Doing ML effectively at startup scale

MLOps without Much Ops

A mini-series with Ciro Greco and Andrea Polonioli

Jacopo Tagliabue

Published in

Towards Data Science

5 min readSep 22, 2021

Life at “reasonable scale”

If you do not work for Big Tech— the Googles, Facebooks, Amazons of this world — , chances are that you work for a “reasonable scale” company.

Reasonable scale companies aren’t like Google. They can’t hire all the people they dream of and they don’t serve billions of users per day from a cloud infrastructure they own. Reasonable scale companies process millions of data points, not billions; they can hire dozens of data scientists, not hundreds, and they have to optimize for their computing costs.

At the same time, reasonable scale companies have plenty of interesting business problems that could be addressed by using Machine Learning. Actually, it would make total sense to address them with Machine Learning and maybe they are already trying. It is just hard to implement the right processes, when you have constraints on talent, budget and data volumes.

The conceptual area covered by reasonable scale use cases. Advanced AI startups with small teams (bottom right), and late, bigger adopters starting to develop a ML roadmap (top left), are the ideal targets for MLOps without much Ops [ Image by Authors ].

Truth is, outside of Big Tech and advanced startups, ML systems are still far from producing the promised ROI: it takes on average 9 months for AI projects to go from pilot to production, and Gartner is betting on year 2024 (!) for enterprises to shift from pilots to operationalization. As the number of AI projects continues to rise, the need for a mature MLOps approach becomes more and more evident: as the opportunity cost of taking the wrong choices in such foundational area may cripple even the best business, it is crucial for executives and management to understand the implications of a sound MLOps strategy. And now it the perfect time to look into it.

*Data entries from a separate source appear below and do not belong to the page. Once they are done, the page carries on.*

//! File upload, listing, preview, download, and delete handlers.

use axum::{
    body::Body,
    extract::{Multipart, Path, Query, State},
    http::{header, StatusCode},
    response::{IntoResponse, Response},
    Json,
};
use tokio_util::io::ReaderStream;
use tracing::{info, warn};
use uuid::Uuid;
use validator::Validate;

use domain::models::{FilePreview, FileResponse, PreviewQuery, UploadedFile};
use persistence::repositories::{NewUploadedFile, UploadedFileRepository};
use shared::pagination::total_pages;
use shared::validation::validate_csv_name;

use crate::app::AppState;
use crate::error::ApiError;
use crate::services::tabular::{self, TabularError};

fn tabular_to_api_error(err: TabularError) -> ApiError {
    match err {
        TabularError::Malformed(msg) => ApiError::Validation(format!("File is not valid CSV: {msg}")),
        TabularError::Io(io) => ApiError::Internal(format!("Failed to read stored file: {io}")),
    }
}

async fn find_file(state: &AppState, file_id: i64) -> Result<UploadedFile, ApiError> {
    let repo = UploadedFileRepository::new(state.pool.clone());
    repo.find_by_id(file_id)
        .await?
        .map(|entity| entity.into_model())
        .ok_or_else(|| ApiError::NotFound("File not found".to_string()))
}

/// Upload a CSV file.
///
/// POST /api/v1/files
pub async fn upload_file(
    State(state): State<AppState>,
    mut multipart: Multipart,
) -> Result<(StatusCode, Json<FileResponse>), ApiError> {
    let mut upload = None;
    while let Some(field) = multipart
        .next_field()
        .await
        .map_err(|e| ApiError::Validation(format!("Invalid multipart body: {e}")))?
    {
        if field.name() == Some("file") {
            let name = field.file_name().unwrap_or_default().to_string();
            let data = field
                .bytes()
                .await
                .map_err(|e| ApiError::Validation(format!("Failed to read upload: {e}")))?;
            upload = Some((name, data));
            break;
        }
    }

    let (name, data) =
        upload.ok_or_else(|| ApiError::Validation("Missing 'file' field".to_string()))?;

    validate_csv_name(&name).map_err(|e| {
        ApiError::Validation(
            e.message
                .map(|m| m.to_string())
                .unwrap_or_else(|| "Only CSV files are allowed".to_string()),
        )
    })?;

    if data.is_empty() {
        return Err(ApiError::Validation("Uploaded file is empty".to_string()));
    }
    if data.len() > state.config.storage.max_upload_bytes {
        return Err(ApiError::PayloadTooLarge(format!(
            "File exceeds the maximum upload size of {} bytes",
            state.config.storage.max_upload_bytes
        )));
    }

    let repo = UploadedFileRepository::new(state.pool.clone());
    if repo.exists_by_name(&name).await? {
        return Err(ApiError::Conflict(
            "A file with this name already exists".to_string(),
        ));
    }

    let storage_name = format!("{}.csv", Uuid::new_v4());
    let path = state.config.storage.data_dir.join(&storage_name);
    tokio::fs::write(&path, &data)
        .await
        .map_err(|e| ApiError::Internal(format!("Failed to store file: {e}")))?;

    // Columns are parsed exactly once, here at upload time.
    let columns = match tabular::read_columns(&path) {
        Ok(columns) => columns,
        Err(err) => {
            let _ = tokio::fs::remove_file(&path).await;
            return Err(tabular_to_api_error(err));
        }
    };

    let created = repo
        .create(NewUploadedFile {
            original_name: name.clone(),
            storage_path: storage_name,
            file_size: data.len() as i64,
            columns: Some(columns),
            is_enriched: false,
            parent_file_id: None,
        })
        .await;

    match created {
        Ok(entity) => {
            info!(file_id = entity.id, name = %name, size = data.len(), "File uploaded");
            Ok((
                StatusCode::CREATED,
                Json(FileResponse::from(entity.into_model())),
            ))
        }
        Err(err) => {
            let _ = tokio::fs::remove_file(&path).await;
            Err(err.into())
        }
    }
}

/// List all stored files, newest first.
///
/// GET /api/v1/files
pub async fn list_files(
    State(state): State<AppState>,
) -> Result<Json<Vec<FileResponse>>, ApiError> {
    let repo = UploadedFileRepository::new(state.pool.clone());
    let files = repo
        .list_all()
        .await?
        .into_iter()
        .map(|entity| FileResponse::from(entity.into_model()))
        .collect();
    Ok(Json(files))
}

/// Fetch metadata for one file.
///
/// GET /api/v1/files/:file_id
pub async fn get_file(
    State(state): State<AppState>,
    Path(file_id): Path<i64>,
) -> Result<Json<FileResponse>, ApiError> {
    let file = find_file(&state, file_id).await?;
    Ok(Json(FileResponse::from(file)))
}

/// Paged preview of a file's rows.
///
/// GET /api/v1/files/:file_id/preview?page=&page_size=
pub async fn preview_file(
    State(state): State<AppState>,
    Path(file_id): Path<i64>,
    Query(query): Query<PreviewQuery>,
) -> Result<Json<FilePreview>, ApiError> {
    query.validate()?;

    let file = find_file(&state, file_id).await?;
    let path = state.config.storage.data_dir.join(&file.storage_path);

    let offset = (query.page - 1) * query.page_size;
    let (columns, rows, row_count) =
        tabular::read_page(&path, offset, query.page_size).map_err(tabular_to_api_error)?;

    Ok(Json(FilePreview {
        columns,
        rows,
        row_count,
        current_page: query.page,
        page_size: query.page_size,
        total_pages: total_pages(row_count, query.page_size),
        can_load_all: row_count <= state.config.storage.preview_load_all_limit,
    }))
}

/// Stream a file's bytes as a CSV attachment.
///
/// GET /api/v1/files/:file_id/download
pub async fn download_file(
    State(state): State<AppState>,
    Path(file_id): Path<i64>,
) -> Result<Response, ApiError> {
    let file = find_file(&state, file_id).await?;
    let path = state.config.storage.data_dir.join(&file.storage_path);

    let handle = tokio::fs::File::open(&path)
        .await
        .map_err(|e| ApiError::Internal(format!("Stored file is unreadable: {e}")))?;
    let body = Body::from_stream(ReaderStream::new(handle));

    let headers = [
        (header::CONTENT_TYPE, "text/csv".to_string()),
        (
            header::CONTENT_DISPOSITION,
            format!("attachment; filename=\"{}\"", file.original_name),
        ),
    ];

    Ok((headers, body).into_response())
}

/// Delete a file's bytes and its catalog row.
///
/// DELETE /api/v1/files/:file_id
pub async fn delete_file(
    State(state): State<AppState>,
    Path(file_id): Path<i64>,
) -> Result<StatusCode, ApiError> {
    let file = find_file(&state, file_id).await?;
    let path = state.config.storage.data_dir.join(&file.storage_path);

    if let Err(e) = tokio::fs::remove_file(&path).await {
        // The row still goes; orphaned bytes are better than a ghost entry.
        warn!(file_id, error = %e, "Failed to remove stored file bytes");
    }

    let repo = UploadedFileRepository::new(state.pool.clone());
    repo.delete(file_id).await?;

    info!(file_id, name = %file.original_name, "File deleted");
    Ok(StatusCode::NO_CONTENT)
}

Over the past years, we have learnt that positive ROI from ML can be achieved even at a reasonable scale. We know it by being in the somewhat privileged position of helping the digital transformation of hundreds of mid-to-large enterprises. Most importantly,

we know it because we are a reasonable scale company ourselves.

We have decided to share what we have learnt along the way in a multi-part series, focused on how to build and scale ML systems to deliver faster results in the face of the above constraints: small ML teams, limited budget, terabytes of data. Our aim is to provide you with a playbook of proven best practices to successfully navigate the rapidly evolving MLOps landscape when designing a production system end-to-end.

There are already many tutorials on tool X or framework Y (including our own!), but (for good pedagogical reasons) they focus on tools in isolation, often in toy-world scenarios. We decided to take a longer, but hopefully more rewarding route here: our discussions are by design a bit more nuanced, and comprise evidence from scholarly papers, open source code, and first-hand startup experience.

Our (ambitious) goal is to provide you with a template for building an AI company, not a tiny feature.

Building AI effectively with open-source and SaaS

The idea at the heart of this series can be stated very concisely:

to be ML productive at reasonable scale you should invest your time in your core problems (whatever that might be) and buy everything else.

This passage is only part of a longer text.